That was it. Am hour and a half. Who knew what had happened to Seifer in all that time? Fujin had to do something.

"GARDEN, FLY," she demanded.

"I'm sorry Ma'am, but there seems to be a bit of a situation on the dorms. Some of the students..."

"GARDEN, FLY!"

"... are getting unruly Commander Fujin ma'am. I'm sorry Ma'am, but you might want to get down there. We're having trouble containing it. Some of them have set fire to.."

She glared. He finished.

Fuck.

There were now two options to be considered. The first was, of course, to get her ass down to Delling and make sure that the third member of her posse wasn't the main course in some kind of magical sacrifice or whatever the hell Sorceresses did in their free time while they weren't fucking with her friends. The second would be not to disappoint him when he got back...

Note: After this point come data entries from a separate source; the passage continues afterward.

use clap::{Parser, Subcommand, ValueEnum};
use std::path::PathBuf;

use ycode_config::{ConfigLoader, YcodeConfig};
use ycode_core::YcodeError;

mod chat;
mod memory;
mod skills;

/// YCode: an interactive coding agent with durable memory, todos and subagents
#[derive(Parser)]
#[command(name = "ycode", version, about, long_about = None)]
#[command(propagate_version = true)]
pub struct Cli {
    /// Path to ycode.toml config file
    #[arg(short, long, global = true)]
    config: Option<PathBuf>,

    /// Enable verbose output (debug logging)
    #[arg(short, long, global = true)]
    verbose: bool,

    /// Log output format (overrides [logging] format)
    #[arg(long, global = true, value_enum)]
    log_format: Option<LogFormat>,

    /// Repository the agent works in (default: current directory)
    #[arg(short, long, global = true)]
    workdir: Option<PathBuf>,

    #[command(subcommand)]
    command: Option<Commands>,
}

#[derive(Clone, Copy, ValueEnum)]
enum LogFormat {
    Pretty,
    Json,
}

#[derive(Subcommand)]
enum Commands {
    /// Interactive chat in the terminal (the default)
    Chat,
    /// Read and write the memory store directly
    Memory {
        #[command(subcommand)]
        action: MemoryAction,
    },
    /// Print the effective configuration as TOML
    Config,
    /// List discovered skills, or show one
    Skills {
        /// Skill to show in full
        name: Option<String>,
    },
}

#[derive(Subcommand)]
pub(crate) enum MemoryAction {
    /// Save an item
    Add {
        /// profile, daily or project
        category: String,
        content: String,
        /// Day for daily memory (YYYY-MM-DD, default today)
        #[arg(long)]
        date: Option<String>,
        /// Tag to attach; repeatable
        #[arg(short, long = "tag")]
        tags: Vec<String>,
        /// Project key override for project memory
        #[arg(long)]
        project: Option<String>,
    },
    /// Search every scope
    Search {
        query: String,
        #[arg(short = 'n', long, default_value = "8")]
        limit: usize,
    },
    /// Print the context block the agent would see before a turn
    Context {
        /// Text of the turn, used to pull related notes
        input: Option<String>,
    },
}

impl Cli {
    pub async fn run(self) -> ycode_core::Result<()> {
        let loader = ConfigLoader::load(self.config.as_deref())?;
        let mut config = loader.get();
        if let Some(workdir) = self.workdir {
            config.agent.workdir = Some(workdir);
        }
        if let Some(format) = self.log_format {
            config.logging.format = match format {
                LogFormat::Pretty => "pretty".into(),
                LogFormat::Json => "json".into(),
            };
        }

        init_tracing(&config, self.verbose);

        match self.command.unwrap_or(Commands::Chat) {
            Commands::Chat => chat::cmd_chat(config).await,
            Commands::Memory { action } => memory::cmd_memory(&config, action),
            Commands::Config => Self::cmd_config(&config),
            Commands::Skills { name } => skills::cmd_skills(&config, name.as_deref()),
        }
    }

    fn cmd_config(config: &YcodeConfig) -> ycode_core::Result<()> {
        let text = toml::to_string_pretty(config)
            .map_err(|e| YcodeError::Config(format!("failed to render config: {e}")))?;
        print!("{text}");
        Ok(())
    }
}

/// Logs go to stderr; stdout carries the transcript.
fn init_tracing(config: &YcodeConfig, verbose: bool) {
    let level = if verbose {
        "debug"
    } else {
        config.logging.level.as_str()
    };
    let filter = || {
        tracing_subscriber::EnvFilter::try_from_default_env()
            .unwrap_or_else(|_| tracing_subscriber::EnvFilter::new(level))
    };

    if config.logging.format == "json" {
        tracing_subscriber::fmt()
            .with_env_filter(filter())
            .with_writer(std::io::stderr)
            .json()
            .with_target(true)
            .init();
    } else {
        tracing_subscriber::fmt()
            .with_env_filter(filter())
            .with_writer(std::io::stderr)
            .with_target(false)
            .init();
    }
}

#[cfg(test)]
mod tests {
    use super::*;

    #[test]
    fn no_subcommand_means_chat() {
        let cli = Cli::parse_from(["ycode"]);
        assert!(cli.command.is_none());
        assert!(!cli.verbose);
    }

    #[test]
    fn global_flags_after_subcommand() {
        let cli = Cli::parse_from(["ycode", "config", "--workdir", "/repo", "--log-format", "json"]);
        assert!(matches!(cli.command, Some(Commands::Config)));
        assert_eq!(cli.workdir, Some(PathBuf::from("/repo")));
        assert!(matches!(cli.log_format, Some(LogFormat::Json)));
    }

    #[test]
    fn memory_add_collects_tags() {
        let cli = Cli::parse_from([
            "ycode", "memory", "add", "profile", "prefers tabs", "-t", "style", "--tag", "editor",
        ]);
        let Some(Commands::Memory {
            action: MemoryAction::Add { category, tags, date, .. },
        }) = cli.command
        else {
            panic!("expected memory add");
        };
        assert_eq!(category, "profile");
        assert_eq!(tags, vec!["style", "editor"]);
        assert!(date.is_none());
    }

    #[test]
    fn memory_search_default_limit() {
        let cli = Cli::parse_from(["ycode", "memory", "search", "tabs"]);
        assert!(matches!(
            cli.command,
            Some(Commands::Memory { action: MemoryAction::Search { limit: 8, .. } })
        ));
    }
}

Inaudibly sighing, Fujin grabbed the front of the unfortunate private's uniform.

"TAKE," a hoarse growl emerged to to swipe at her inferior.

"TAKE NOW."

The students of Galbadia Garden were going to pay for this. Dearly.

***

There was something too organic about Delling Palace - all curves and veils and tendonlike arches. A beast of the ocean depths, perhaps, flowing blues and greys and translucence forming an ethereal sort of skeleton where perhaps a garden might have thrived. Too static for life, and too flowing for death.

A clever deception by a clever man, that.  Well, at least he must have been clever at some point.  Now he wasn't even a meal for the flies, having been vaporized for all to see on national television.  A blemish on the life of a man who'd fought against the most advanced empire of the modern age and lived to tell about it. It must have made him cocky - dealing with a Sorceress was never too healthy for unworthy mortal men. Still, President Delling's palace was something special among the baubles of the tyrants of the day - a brilliant facade.  It was deceptively far removed for the inferno depths of Galbadia's subterranean political prison, and gated away from the writhing hordes who didn't need to know that Galbadia had a subterranean political prison.

It didn't hurt that any dictator worth a damn armed his stronghold to the teeth.

There was a spiral stairwell in the forum of the building, and it seemed to be the only escape from a suffocating crush of human bodies.  Humidity of breath and scent of battle took on a life of its own, an entity thriving on the tattered mass whose very presence contradicted their surroundings' gentility.

It was odd, then, that only one man stood on that stairwell. A tattered sort of man - worn and bloodstained white - who could on his better days burn brighter than the sun. 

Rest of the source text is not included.